▸ EXERCISE GOAL
Nothing should appear in the answer except the line containing "of state vectors." and the lines following it through the end of the listing, each given exactly.

========

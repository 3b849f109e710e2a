//! One parsed download of the OEM feed.

use serde::{Deserialize, Serialize};

use super::vector::StateVector;

/// OEM header fields.
#[derive(Clone, Debug, Default, PartialEq, Serialize, Deserialize)]
pub struct OemHeader {
    /// When the ephemeris was generated
    pub creation_date: Option<String>,
    /// Producing organisation (e.g. `JSC`)
    pub originator: Option<String>,
}

/// OEM segment metadata.
#[derive(Clone, Debug, Default, PartialEq, Serialize, Deserialize)]
pub struct OemMetadata {
    /// Tracked object (e.g. `ISS`)
    pub object_name: Option<String>,
    /// International designator
    pub object_id: Option<String>,
    /// Central body
    pub center_name: Option<String>,
    /// Reference frame of the state vectors (e.g. `EME2000`)
    pub ref_frame: Option<String>,
    /// Time system of the epochs (e.g. `UTC`)
    pub time_system: Option<String>,
    /// First epoch covered
    pub start_time: Option<String>,
    /// Last epoch covered
    pub stop_time: Option<String>,
}

/// Everything one feed download yields.
#[derive(Clone, Debug, Default, PartialEq, Serialize, Deserialize)]
pub struct Ephemeris {
    /// Document header
    pub header: OemHeader,
    /// Segment metadata
    pub metadata: OemMetadata,
    /// State vectors in feed order, epochs unique
    pub vectors: Vec<StateVector>,
}

impl Ephemeris {
    /// Number of state vectors.
    pub fn len(&self) -> usize {
        self.vectors.len()
    }

    /// Returns true if the download held no state vectors.
    pub fn is_empty(&self) -> bool {
        self.vectors.is_empty()
    }
}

========

▸ SOLUTION
    /// Number of state vectors.
    pub fn len(&self) -> usize {
        self.vectors.len()
    }

    /// Returns true if the download held no state vectors.
    pub fn is_empty(&self) -> bool {
        self.vectors.is_empty()
    }
}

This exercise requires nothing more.